Douglas A Cotanche PhD
|Institution||University of Massachusetts Medical School|
|Department||Cell and Developmental Biology|
|Address||University of Massachusetts Medical School|
55 Lake Avenue North, S7-212
BA, University of New Hampshire, 1977
PhD, University of North Carolina, 1983
Postdoctoral Fellow, University of Pennsylvania, 1985
Assistant Professor, Medical University of South Carolina, 1985-87
Assistant/Associate Professor, Boston University School of Medicine, 1987-1997
Associate Professor, Children’s Hospital Boston/Harvard Medical School, 1998-2008
Affiliated Faculty Harvard/MIT Division of Health Sciences & Technology, 2002-2013
Associate Professor, Boston University School of Medicine, 2008-2010
Visiting Scientist, Harvard School of Public Health, 2010-2013
Cochlear Hair Cell Development and Regeneration
Research in my laboratory over the last twenty-five years has focused on the development, apoptotic death, and regeneration of sensory hair cells in the avian and mammalian cochlea. In 1986 I discovered that the chicken cochlea is capable of regenerating functional hair cells following noise exposure to replace those that have been lost or damaged due to acoustic trauma. This was quite a surprising finding at the time because previous research had indicated that lost hair cells were irreplaceable and resulted in permanent hearing deficits. Since my initial findings, hair cell regeneration has become the focus of a number of major laboratories throughout the world and has rapidly developed into a clinically relevant and competitive research area. It is believed that an understanding of avian hair cell regeneration will lead directly to clinical applications that can treat genetic, trauma-induced, or age-related hearing loss in humans.

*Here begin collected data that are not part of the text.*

use serde::{Deserialize, Serialize};
use thiserror::Error;

#[derive(Debug, Error, Serialize, Deserialize, PartialEq, Eq)]
pub enum AccessError {
    #[error("permission store unavailable: {0}")]
    StoreUnavailable(String),

    #[error("permission query failed: {0}")]
    QueryError(String),

    #[error("Poisoned lock error: {0}")]
    PoisonedLockError(String),

    #[error("configuration error: {0}")]
    ConfigError(String),

    #[error("Invalid format: {0}")]
    InvalidFormat(String),
}

impl From<serde_json::Error> for AccessError {
    fn from(err: serde_json::Error) -> Self {
        AccessError::ConfigError(err.to_string())
    }
}

impl<T> From<std::sync::PoisonError<T>> for AccessError {
    fn from(err: std::sync::PoisonError<T>) -> Self {
        AccessError::PoisonedLockError(err.to_string())
    }
}
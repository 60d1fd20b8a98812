// src/lib.rs
pub use error::AccessError;
pub use evaluator::{PermissionEvaluator, check_permission, evaluate_rows, has_permission};
pub use glyphs::{GlyphTable, LEGACY_GLYPHS};
pub use pages::{PagesParser, encode_pages, parse_pages};
pub use permission_match::{
    ANY_RESOURCE, action_match_reason, match_action, match_resource, resource_match_reason,
};
pub use store::{MemoryPermissionStore, PermissionStore};
pub use types::{
    ADMIN_ROLE, ActionMatch, AuthorizationQuery, BuiltinAction, Decision, DenyReason, Grant,
    MenuNode, ParsedPages, PermissionRow, ResourceMatch, RolePermissions, Roles,
};

pub mod metrics;

mod error;
mod evaluator;
mod glyphs;
mod pages;
mod permission_match;
mod store;
mod timers;
mod types;
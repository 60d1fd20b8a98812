//! A single authorization question.

use std::fmt::{Display, Formatter, Result as FmtResult};

use serde::{Deserialize, Serialize};
use utoipa::ToSchema;

use super::role::Roles;

/// "May a caller holding `roles` perform `action` on `resource`?"
#[derive(Debug, Clone, Serialize, Deserialize, ToSchema, PartialEq, Eq, Hash)]
#[serde(rename_all = "camelCase")]
pub struct AuthorizationQuery {
    pub roles: Roles,
    pub resource: String,
    pub action: String,
    /// Set by the caller when its own user record marks an administrator.
    #[serde(default)]
    pub is_admin: bool,
}

impl AuthorizationQuery {
    pub fn new(roles: Roles, resource: impl Into<String>, action: impl Into<String>) -> Self {
        AuthorizationQuery {
            roles,
            resource: resource.into(),
            action: action.into(),
            is_admin: false,
        }
    }

    pub fn with_admin(mut self, is_admin: bool) -> Self {
        self.is_admin = is_admin;
        self
    }
}

impl Display for AuthorizationQuery {
    fn fmt(&self, f: &mut Formatter<'_>) -> FmtResult {
        write!(f, "{} {}:{}", self.roles, self.resource, self.action)?;
        if self.is_admin {
            write!(f, " (admin)")?;
        }
        Ok(())
    }
}
use std::sync::{Arc, Mutex};

use super::*;
use crate::permission_match::ANY_RESOURCE;
use crate::store::MemoryPermissionStore;
use crate::types::{ActionMatch, ResourceMatch};
use insta::assert_json_snapshot;
use yare::parameterized;


const SCHOOL_ROWS: &str = r#"[
    {"roleName": "GURU", "resource": "jurnal", "action": "export", "isAllowed": true},
    {"roleName": "GURU", "resource": "jurnal", "action": "create", "isAllowed": true},
    {"roleName": "GURU", "resource": "nilai", "action": "update", "isAllowed": false},
    {"roleName": "WALI_KELAS", "resource": "ketidakhadiran", "action": "manage", "isAllowed": true},
    {"roleName": "KURIKULUM", "resource": "nilai", "action": "*", "isAllowed": true},
    {"roleName": "KURIKULUM", "resource": "nilai", "action": "delete", "isAllowed": false},
    {"roleName": "OPERATOR", "resource": "*", "action": "export", "isAllowed": true},
    {"roleName": "SUPER", "resource": "*", "action": "*", "isAllowed": true}
]"#;

/// A store whose backend is down.
struct UnavailableStore;

impl PermissionStore for UnavailableStore {
    fn fetch_permissions_for_roles(
        &self,
        _roles: &[String],
    ) -> Result<Vec<PermissionRow>, AccessError> {
        Err(AccessError::StoreUnavailable("connection refused".to_string()))
    }
}

/// Records which role lists were fetched.
#[derive(Default)]
struct RecordingStore {
    inner: MemoryPermissionStore,
    calls: Mutex<Vec<Vec<String>>>,
}

impl PermissionStore for RecordingStore {
    fn fetch_permissions_for_roles(
        &self,
        roles: &[String],
    ) -> Result<Vec<PermissionRow>, AccessError> {
        self.calls.lock().unwrap().push(roles.to_vec());
        self.inner.fetch_permissions_for_roles(roles)
    }
}

#[derive(Clone)]
struct SharedLogBuffer(Arc<Mutex<Vec<u8>>>);

struct SharedLogWriter(Arc<Mutex<Vec<u8>>>);

impl<'a> tracing_subscriber::fmt::MakeWriter<'a> for SharedLogBuffer {
    type Writer = SharedLogWriter;

    fn make_writer(&'a self) -> Self::Writer {
        SharedLogWriter(Arc::clone(&self.0))
    }
}

impl std::io::Write for SharedLogWriter {
    fn write(&mut self, buf: &[u8]) -> std::io::Result<usize> {
        self.0.lock().unwrap().extend_from_slice(buf);
        Ok(buf.len())
    }

    fn flush(&mut self) -> std::io::Result<()> {
        Ok(())
    }
}

fn school_store() -> MemoryPermissionStore {
    MemoryPermissionStore::from_json_str(SCHOOL_ROWS).expect("rows should load")
}

fn school_evaluator() -> PermissionEvaluator {
    PermissionEvaluator::new(school_store())
}

fn query(roles: &[&str], resource: &str, action: &str) -> AuthorizationQuery {
    AuthorizationQuery::new(Roles::new(roles), resource, action)
}

fn assert_allow(decision: &Decision) {
    assert!(matches!(decision, Decision::Allow { .. }), "expected allow, got {decision}");
}

fn assert_deny(decision: &Decision) {
    assert!(matches!(decision, Decision::Deny { .. }), "expected deny, got {decision}");
}

include!("rows.rs");
include!("store.rs");
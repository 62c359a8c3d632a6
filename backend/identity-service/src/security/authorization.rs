/// Bearer authentication and role checks for protected operations
use super::session_tokens::SessionTokenManager;
use crate::error::{IdentityError, Result};
use crypto_core::jwt::SessionClaims;
use tracing::{debug, warn};

const BEARER_PREFIX: &str = "Bearer ";

/// Token part of an `Authorization: Bearer <token>` header value
pub fn extract_bearer_token(header: Option<&str>) -> Result<&str> {
    let header = header.ok_or_else(|| {
        debug!("missing authorization header");
        IdentityError::Unauthorized
    })?;

    let token = header
        .strip_prefix(BEARER_PREFIX)
        .map(str::trim)
        .filter(|t| !t.is_empty() && !t.contains(char::is_whitespace))
        .ok_or_else(|| {
            debug!("malformed authorization header");
            IdentityError::Unauthorized
        })?;

    Ok(token)
}

/// True when the claims hold any of `required`; an empty list admits everyone.
pub fn has_any_role(claims: &SessionClaims, required: &[&str]) -> bool {
    if required.is_empty() {
        return true;
    }
    let held = claims.roles();
    required.iter().any(|role| held.contains(role))
}

/// Authenticate the header's access token and check its roles.
///
/// Missing or invalid credentials give [`IdentityError::Unauthorized`];
/// a valid token without a required role gives [`IdentityError::Forbidden`].
/// Store failures are propagated unchanged.
pub async fn authorize(
    manager: &SessionTokenManager,
    header: Option<&str>,
    required_roles: &[&str],
) -> Result<SessionClaims> {
    let token = extract_bearer_token(header)?;

    let claims = manager
        .verify_access_token(token)
        .await
        .map_err(|e| match e {
            IdentityError::InvalidToken | IdentityError::TokenExpired => IdentityError::Unauthorized,
            other => other,
        })?;

    if !has_any_role(&claims, required_roles) {
        warn!(subject = %claims.sub, required = ?required_roles, "missing required role");
        return Err(IdentityError::Forbidden);
    }

    Ok(claims)
}
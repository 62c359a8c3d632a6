//! Random secrets that a user types back: numeric SMS codes and
//! alphanumeric link tokens.

use crate::protector::ProtectorError;
use rand::{rngs::OsRng, Rng};
use std::fmt;
use std::str::FromStr;

const DIGITS: &[u8] = b"0123456789";
const ALPHANUMERIC: &[u8] = b"abcdefghijklmnopqrstuvwxyzABCDEFGHIJKLMNOPQRSTUVWXYZ0123456789";

pub const MIN_SHORT_CODE_LENGTH: usize = 4;
pub const MAX_SHORT_CODE_LENGTH: usize = 64;

#[derive(Debug, Clone, Copy, PartialEq, Eq)]
pub enum CodeKind {
    Numeric,
    Alphanumeric,
}

impl CodeKind {
    fn charset(self) -> &'static [u8] {
        match self {
            CodeKind::Numeric => DIGITS,
            CodeKind::Alphanumeric => ALPHANUMERIC,
        }
    }

    pub fn as_str(self) -> &'static str {
        match self {
            CodeKind::Numeric => "numeric",
            CodeKind::Alphanumeric => "alphanumeric",
        }
    }
}

impl fmt::Display for CodeKind {
    fn fmt(&self, f: &mut fmt::Formatter<'_>) -> fmt::Result {
        f.write_str(self.as_str())
    }
}

impl FromStr for CodeKind {
    type Err = ProtectorError;

    fn from_str(s: &str) -> Result<Self, Self::Err> {
        match s {
            "numeric" => Ok(CodeKind::Numeric),
            "alphanumeric" => Ok(CodeKind::Alphanumeric),
            other => Err(ProtectorError::InvalidCodeKind(other.to_string())),
        }
    }
}

/// Draw `length` characters uniformly from the kind's alphabet using the OS RNG.
pub fn generate_code(kind: CodeKind, length: usize) -> String {
    let charset = kind.charset();
    let mut rng = OsRng;
    (0..length)
        .map(|_| charset[rng.gen_range(0..charset.len())] as char)
        .collect()
}
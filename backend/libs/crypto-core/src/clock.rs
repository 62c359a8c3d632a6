//! Time source shared by token issuance and verification.
//!
//! Production code uses [`SystemClock`]. [`ManualClock`] lets tests and
//! simulations move time forward without sleeping.

use chrono::{DateTime, Duration, Utc};
use parking_lot::Mutex;
use std::sync::Arc;

pub trait Clock: Send + Sync + std::fmt::Debug {
    fn now(&self) -> DateTime<Utc>;
}

pub type SharedClock = Arc<dyn Clock>;

#[derive(Debug, Default, Clone, Copy)]
pub struct SystemClock;

impl Clock for SystemClock {
    fn now(&self) -> DateTime<Utc> {
        Utc::now()
    }
}

/// A clock that only moves when told to.
#[derive(Debug)]
pub struct ManualClock {
    now: Mutex<DateTime<Utc>>,
}

impl ManualClock {
    pub fn new(start: DateTime<Utc>) -> Self {
        Self {
            now: Mutex::new(start),
        }
    }

    /// Start at the current wall-clock time.
    pub fn starting_now() -> Self {
        Self::new(Utc::now())
    }

    pub fn advance(&self, by: Duration) {
        let mut now = self.now.lock();
        *now += by;
    }

    pub fn set(&self, to: DateTime<Utc>) {
        *self.now.lock() = to;
    }
}

impl Clock for ManualClock {
    fn now(&self) -> DateTime<Utc> {
        *self.now.lock()
    }
}

pub fn system_clock() -> SharedClock {
    Arc::new(SystemClock)
}
use crypto_core::jwt::JwtError;
use crypto_core::ProtectorError;
use thiserror::Error;

pub type Result<T> = std::result::Result<T, IdentityError>;

#[derive(Debug, Error)]
pub enum IdentityError {
    #[error("Validation error: {0}")]
    Validation(String),

    #[error("Invalid token")]
    InvalidToken,

    #[error("Token expired")]
    TokenExpired,

    #[error("Unauthorized")]
    Unauthorized,

    #[error("Forbidden")]
    Forbidden,

    #[error("Database error: {0}")]
    Database(String),

    #[error("Internal server error: {0}")]
    Internal(String),
}

impl IdentityError {
    /// Message safe to return to a remote caller.
    ///
    /// Every cryptographic failure shares one message so the response never
    /// says which check failed.
    pub fn public_message(&self) -> &'static str {
        match self {
            IdentityError::Validation(_) => "The request is invalid.",
            IdentityError::InvalidToken => "The token or code is invalid.",
            IdentityError::TokenExpired => "The token or code has expired.",
            IdentityError::Unauthorized => "You are not authorized to perform this action.",
            IdentityError::Forbidden => "You don't have the necessary permissions.",
            IdentityError::Database(_) | IdentityError::Internal(_) => {
                // Don't leak internal details
                "Internal server error"
            }
        }
    }

    pub fn is_expired(&self) -> bool {
        matches!(self, IdentityError::TokenExpired)
    }
}

// Conversions from external error types
impl From<sqlx::Error> for IdentityError {
    fn from(err: sqlx::Error) -> Self {
        tracing::error!("Database error: {}", err);
        IdentityError::Database(err.to_string())
    }
}

impl From<JwtError> for IdentityError {
    fn from(err: JwtError) -> Self {
        match err {
            JwtError::Validation(msg) => IdentityError::Validation(msg),
            JwtError::Invalid => IdentityError::InvalidToken,
            JwtError::Encoding(msg) => {
                tracing::error!("JWT encoding error: {}", msg);
                IdentityError::Internal(msg)
            }
        }
    }
}

impl From<ProtectorError> for IdentityError {
    fn from(err: ProtectorError) -> Self {
        if err.is_expired() {
            return IdentityError::TokenExpired;
        }
        if err.is_validation() {
            return IdentityError::Validation(err.to_string());
        }
        match err {
            ProtectorError::KeyDerivation | ProtectorError::Encryption(_) => {
                tracing::error!("Protector error: {}", err);
                IdentityError::Internal(err.to_string())
            }
            other => {
                tracing::warn!(error = %other, "verification envelope rejected");
                IdentityError::InvalidToken
            }
        }
    }
}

Recent research projects in my laboratory addressed the mechanisms that regulate hair cell regeneration, i.e., the control of hair cell death, the subsequent proliferation of the supporting cells and the eventual differentiation of new hair cells in the avian cochlea. Normally, the sensory epithelium is composed of a postmitotic population of hair cells and supporting cells. Sound damage and aminoglycoside treatment were utilized experimentally to induce the loss of hair cells through apoptosis, or programmed cell death. The loss of hair cells from the sensory epithelium acts as a signal to re-initiate the cell cycle in the quiescent supporting cells.
Our research also explored the transplantation of neural stem cells into the damaged mammalian cochlea. We have transplanted mouse neural stem cells into the noise-damaged cochleae of mice and guinea pigs and have shown that the mouse stem cells integrate primarily into the cochlear ganglion where they differentiate into nerves and glial cells, but that they also reach the cochlea where they differentiate into hair cells and supporting cells.
From 2010 to 2013 I worked in the NIHL Research Group at the Harvard School of Public Health focusing on the impact of noise-induced hearing loss on the performance of Navy Sailors and Marines in military environments. We were exploring the bioavailability of systemically-administered antioxidants and their ability to attenuate hearing threshold shifts. We were also utilizing a genome-wide association research approach (GWAS) to investigate the role of small nucleotide polymorphisms (SNPs) in genes related to hearing protection and determining whether these gene mutations lead to an increased sensitivity to hearing loss. In addition, I have been working on a project on the interactions between cancer cells and host stroma cells in melanoma tumor growth and development in a mouse model.
My teaching responsibilities for the last 12 years were in HST 010 Functional Human Anatomy where I was the Acting Director of the course in 2011 and the Co-Director in 2012. I am now the Co-Director of the DSF course at UMass and teach in the Gross Anatomy lab.